Groups urge UK policymakers to keep the web open

Multiple major organizations—including Mozilla and Stop Killing Games—have released a joint statement urging UK policymakers to avoid implementing age verification rules that would “lock down” access to the internet.

The statement frames the proposed protections as intrusive rather than beneficial. It argues that even targeted age restrictions can spill over into broader requirements that force users to complete cumbersome “age assurance” steps.

What the push is against

The core objection is that these kinds of verification systems would:

  • Add friction to everyday web access
  • Require forms of age checking that may not be narrowly scoped
  • Shift policy toward control rather than safety

The groups also explicitly position their response as part of a widening pushback against regulations viewed as capable of changing how the internet functions in the UK.

Why it matters for the games industry

Even when rules aren’t designed specifically for games, online game ecosystems tend to overlap with the same content-delivery channels and community spaces that regulators would affect—storefronts, video platforms, web-based account systems, and promotional sites.
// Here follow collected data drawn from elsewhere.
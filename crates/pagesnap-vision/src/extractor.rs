//! 캡처 추출기.
//!
//! 발동 시 전체 해상도 프레임에서 매핑된 영역을 잘라 WebP로 인코딩한다.
//! 분석용 다운샘플 버퍼가 아니라 원본 스냅샷을 사용한다.

use image::{DynamicImage, GenericImageView};
use pagesnap_core::error::CoreError;
use pagesnap_core::models::frame::{CaptureArtifact, FrameMetadata, PixelRegion};
use tracing::debug;

/// 캡처 추출 포트 — 테스트에서 실패 주입 가능하도록 trait 분리
pub trait FrameExtractor {
    /// 프레임에서 영역을 잘라 인코딩된 산출물 생성
    ///
    /// 실패는 명시적 에러 값으로 보고된다. 호출자(세션)는 실패 시에도
    /// 게이트를 `Evaluating`으로 복귀시켜 재시도를 허용해야 한다.
    fn extract(
        &self,
        frame: &DynamicImage,
        region: &PixelRegion,
        metadata: FrameMetadata,
    ) -> Result<CaptureArtifact, CoreError>;
}

/// WebP 손실 인코딩 추출기 (기본 구현)
#[derive(Debug, Clone, Copy)]
pub struct WebpExtractor {
    /// WebP 품질 (0 ~ 100)
    quality: f32,
}

impl WebpExtractor {
    pub fn new(quality: f32) -> Self {
        Self { quality }
    }
}

impl FrameExtractor for WebpExtractor {
    fn extract(
        &self,
        frame: &DynamicImage,
        region: &PixelRegion,
        metadata: FrameMetadata,
    ) -> Result<CaptureArtifact, CoreError> {
        let (frame_w, frame_h) = frame.dimensions();
        if frame_w == 0 || frame_h == 0 {
            return Err(CoreError::Encode("프레임 크기 0".to_string()));
        }
        if !region.fits_within(frame_w, frame_h) {
            return Err(CoreError::Encode(format!(
                "영역이 프레임 경계를 벗어남: {:?} in {}x{}",
                region, frame_w, frame_h
            )));
        }

        let crop = frame
            .crop_imm(region.x, region.y, region.w, region.h)
            .to_rgba8();
        let encoder = webp::Encoder::from_rgba(&crop, region.w, region.h);
        let data = encoder.encode(self.quality).to_vec();
        if data.is_empty() {
            return Err(CoreError::Encode("WebP 인코딩 결과 비어 있음".to_string()));
        }

        debug!(
            "캡처 추출: {:?} → {} bytes (품질 {})",
            region,
            data.len(),
            self.quality
        );

        Ok(CaptureArtifact {
            data,
            format: "webp".to_string(),
            region: *region,
            metadata,
        })
    }
}
//! # pagesnap-core
//!
//! PAGESNAP 도메인 모델, 포트(trait) 정의, 에러 타입.
//! 프레임 품질 게이트 파이프라인이 공유하는 핵심 타입과 인터페이스를 제공한다.
//!
//! ## 구조
//!
//! - [`models`] — 도메인 데이터 구조체 (serde Serialize/Deserialize)
//! - [`ports`] — Hexagonal Architecture 포트 인터페이스
//! - [`error`] — 핵심 에러 타입 (thiserror)
//! - [`config`] — 게이트 임계값/캡처 설정 구조체
//! - [`config_manager`] — 설정 파일 관리 (로드/저장)

pub mod config;
pub mod config_manager;
pub mod error;
pub mod models;
pub mod ports;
If intrusive age assurance becomes a baseline requirement, it could impact how game publishers market titles, how communities coordinate around releases, and how easily customers can reach legitimate content.

For players, the practical concern is that “safety” policies could end up turning casual browsing and normal account workflows into more time-consuming, verification-heavy processes—particularly for teens and families navigating age-gated services.